If we assume that particle-induced mechanisms of lung tumorigenesis operate similarly in rats and humans, the analysis above implies that there is some biological rationale for extrapolating the rat bioassay data to the small population of workers who are routinely exposed to high concentrations (greater than 1,000 µg/m3) of diesel exhaust particulate matter and who may have impaired lung clearance mechanisms. Because of the large interspecies differences in particle clearance, the rat bioassay data also may be relevant to those workers who are exposed to levels of diesel particulate matter one order of magnitude lower (100 to 1,000 µg/m3). However, the toxicity and modeling data do not support the assumption that exposure to diesel exhaust particulate matter alone at the levels found in most ambient settings (1 to 10 µg/m3) would be sufficiently high to overwhelm lung clearance processes and, thus, induce lung tumors by a mechanism driven by inflammation and cell proliferation.

SUMMARY
A wealth of information is available about the potential for diesel emissions to cause cancer. However, the lack of definitive exposure data for the occupationally exposed study populations precludes using the available epidemiologic data to develop quantitative estimates of cancer risk. When appropriate human information is not available, some policymakers have relied on the results of animal bioassays to estimate human risk. This document raises questions about the validity of using the rat bioassay data to characterize the potential human risk associated with ambient exposure to diesel emissions.
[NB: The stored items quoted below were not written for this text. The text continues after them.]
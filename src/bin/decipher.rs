//! `decipher <dumpfile>` — scan a memory dump for `CALL` sites matching a
//! known XOR-keyed-string idiom and print the decoded strings.
//!
//! Grounded in `original_source/code/src/decipher/main.cpp::dumpSecureStrings`:
//! the routine's call site is `call 0x5b2`, preceded by `set reg0, <size>`,
//! `set reg1, 0x5fb`, `add reg2, key_lo, key_hi`. These addresses are
//! specific to the known challenge image (spec.md §9's "hard-coded XOR
//! decryption addresses" note); exposed here as named constants rather than
//! baked into the disassembler, matching the code/data split treatment.

use std::process::ExitCode;

use synacor_vm::disasm::{self, DEFAULT_CODE_END};
use synacor_vm::loader::load_image;
use synacor_vm::opcode::Opcode;
use synacor_vm::types::Word;

/// Address of the routine that, given the call-site idiom below, decodes a
/// length-prefixed XOR-keyed string.
const DECODE_ROUTINE: Word = 0x05b2;
/// The fixed base address the routine's `reg1` argument always carries.
const STRING_TABLE_BASE: Word = 0x05fb;

fn decode_secure_strings(image: &[Word]) -> String {
    let ops = disasm::decode(image, DEFAULT_CODE_END);
    let mut out = String::new();

    for i in 0..ops.len() {
        let op = &ops[i];
        if op.opcode != Opcode::Call || op.a != DECODE_ROUTINE {
            continue;
        }
        if i < 3 {
            continue;
        }

        let op1 = &ops[i - 3];
        let op2 = &ops[i - 2];
        let op3 = &ops[i - 1];

        let matches = op2.opcode == Opcode::Set
            && op2.a == 0x8001
            && op2.b == STRING_TABLE_BASE
            && op1.opcode == Opcode::Set
            && op1.a == 0x8000
            && op3.opcode == Opcode::Add
            && op3.a == 0x8002;

        if !matches {
            out.push_str(&format!("{:04x}: ???\n", op.offset));
            continue;
        }

        let size_addr = op1.b as usize;
        let size = image.get(size_addr).copied().unwrap_or(0) as usize;
        let data_start = size_addr + 1;
        let key = op3.b.wrapping_add(op3.c);

        let decoded: String = image[data_start..(data_start + size).min(image.len())]
            .iter()
            .map(|&w| ((w ^ key) & 0xFF) as u8 as char)
            .collect();

        out.push_str(&format!("{:04x} {:04x}: {decoded}\n", op.offset, op1.b));
    }

    out
}

fn main() -> ExitCode {
    tracing_subscriber::fmt()
        .with_env_filter(tracing_subscriber::EnvFilter::from_default_env())
        .init();

    let mut args = std::env::args();
    let _argv0 = args.next();

    let Some(path) = args.next() else {
        println!("usage: decipher <dumpfile>");
        return ExitCode::SUCCESS;
    };

    let image = match load_image(&path) {
        Ok(image) => image,
        Err(e) => {
            tracing::error!(error = %e, path, "failed to read dump");
            println!("usage: decipher <dumpfile>");
            return ExitCode::SUCCESS;
        }
    };

    print!("{}", decode_secure_strings(&image));

    ExitCode::SUCCESS
}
The reason for this uncertainty is that the mechanism of lung tumor induction that appears to operate in rats continuously exposed to high concentrations of diesel exhaust and other particulate matter may not be relevant to most humans, who are exposed intermittently to levels of diesel exhaust particulate matter that are two or three orders of magnitude lower than those used in the rat bioassays. The development of unique markers of exposure to diesel emissions and a better understanding of the mechanisms of carcinogenesis would help to establish scientifically valid links between the lung cancers observed in laboratory animals and the human disease, thus improving the accuracy of cancer risk assessments.